··· Extracted records ···
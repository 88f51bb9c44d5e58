//! A [`RoleManager`] backed by a static role table.
//!
//! Each role holds a list of [`Rule`]s. A rule names services and APIs by
//! pattern: `*` matches anything, a leading or trailing `*` matches a suffix or
//! prefix, and anything else must match exactly (ASCII case-insensitive).
//! Services match either the fully qualified name (`pkg.Volumes`) or its last
//! segment (`Volumes`). A pattern prefixed with `!` denies instead of allows;
//! denials win over grants from any role.

use super::{Identity, RoleManager};
use crate::error::AuthError;
use async_trait::async_trait;
use std::collections::HashMap;

/// Role granted full access by [`InMemoryRoleManager::default`].
pub const SYSTEM_ADMIN_ROLE: &str = "system.admin";

/// Role granted read-only access by [`InMemoryRoleManager::default`].
pub const SYSTEM_VIEW_ROLE: &str = "system.view";

#[derive(Clone, Debug, PartialEq, Eq)]
pub struct Rule {
    pub services: Vec<String>,
    pub apis: Vec<String>,
}

impl Rule {
    pub fn new<S, A>(services: S, apis: A) -> Self
    where
        S: IntoIterator,
        S::Item: Into<String>,
        A: IntoIterator,
        A::Item: Into<String>,
    {
        Self {
            services: services.into_iter().map(Into::into).collect(),
            apis: apis.into_iter().map(Into::into).collect(),
        }
    }

    fn verdict(&self, service: &str, api: &str) -> Option<bool> {
        let service_match = matches_any(&self.services, |pattern| {
            glob_match(pattern, service)
                || service
                    .rsplit_once('.')
                    .is_some_and(|(_, short)| glob_match(pattern, short))
        });
        let api_match = matches_any(&self.apis, |pattern| glob_match(pattern, api));

        match (service_match, api_match) {
            (Some(false), _) | (_, Some(false)) => Some(false),
            (Some(true), Some(true)) => Some(true),
            _ => None,
        }
    }
}

/// `Some(false)` if a `!` pattern matched, `Some(true)` if a plain pattern
/// matched, `None` otherwise.
fn matches_any(patterns: &[String], matcher: impl Fn(&str) -> bool) -> Option<bool> {
    let mut allowed = None;
    for pattern in patterns {
        match pattern.strip_prefix('!') {
            Some(denied) if matcher(denied) => return Some(false),
            Some(_) => {}
            None if matcher(pattern) => allowed = Some(true),
            None => {}
        }
    }
    allowed
}

fn glob_match(pattern: &str, value: &str) -> bool {
    if pattern == "*" {
        return true;
    }
    let pattern = pattern.to_ascii_lowercase();
    let value = value.to_ascii_lowercase();
    match (pattern.strip_prefix('*'), pattern.strip_suffix('*')) {
        (Some(suffix), _) => value.ends_with(suffix),
        (None, Some(prefix)) => value.starts_with(prefix),
        (None, None) => pattern == value,
    }
}

#[derive(Clone, Debug)]
pub struct InMemoryRoleManager {
    roles: HashMap<String, Vec<Rule>>,
}

impl Default for InMemoryRoleManager {
    fn default() -> Self {
        Self::empty()
            .with_role(SYSTEM_ADMIN_ROLE, vec![Rule::new(["*"], ["*"])])
            .with_role(
                SYSTEM_VIEW_ROLE,
                vec![Rule::new(
                    ["*"],
                    ["get*", "list*", "enumerate*", "inspect*", "check", "watch"],
                )],
            )
    }
}

impl InMemoryRoleManager {
    /// A manager without any roles; every call is denied.
    pub fn empty() -> Self {
        Self {
            roles: HashMap::new(),
        }
    }

    pub fn with_role(mut self, name: impl Into<String>, rules: Vec<Rule>) -> Self {
        self.roles.insert(name.into(), rules);
        self
    }

    pub fn role(&self, name: &str) -> Option<&[Rule]> {
        self.roles.get(name).map(Vec::as_slice)
    }

    /// Evaluates every rule of every role held by `identity`.
    pub fn check(&self, identity: &Identity, method: &str) -> Result<(), AuthError> {
        let (service, api) = method
            .trim_start_matches('/')
            .rsplit_once('/')
            .ok_or_else(|| AuthError::Denied {
                reason: format!("malformed method path {method}"),
            })?;

        let mut granted = false;
        for rule in identity
            .roles
            .iter()
            .filter_map(|role| self.roles.get(role))
            .flatten()
        {
            match rule.verdict(service, api) {
                Some(false) => {
                    return Err(AuthError::Denied {
                        reason: format!("access to {method} denied"),
                    });
                }
                Some(true) => granted = true,
                None => {}
            }
        }

        if granted {
            Ok(())
        } else {
            Err(AuthError::Denied {
                reason: format!(
                    "{} is not permitted to call {method}",
                    identity.username()
                ),
            })
        }
    }
}

#[async_trait]
impl RoleManager for InMemoryRoleManager {
    async fn authorize(&self, identity: &Identity, method: &str) -> Result<(), AuthError> {
        self.check(identity, method)
    }
}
···
Copy out each line of the listing that contains the word "false".

            (Some(false), _) | (_, Some(false)) => Some(false),
/// `Some(false)` if a `!` pattern matched, `Some(true)` if a plain pattern
            Some(denied) if matcher(denied) => return Some(false),
        let mut granted = false;
                Some(false) => {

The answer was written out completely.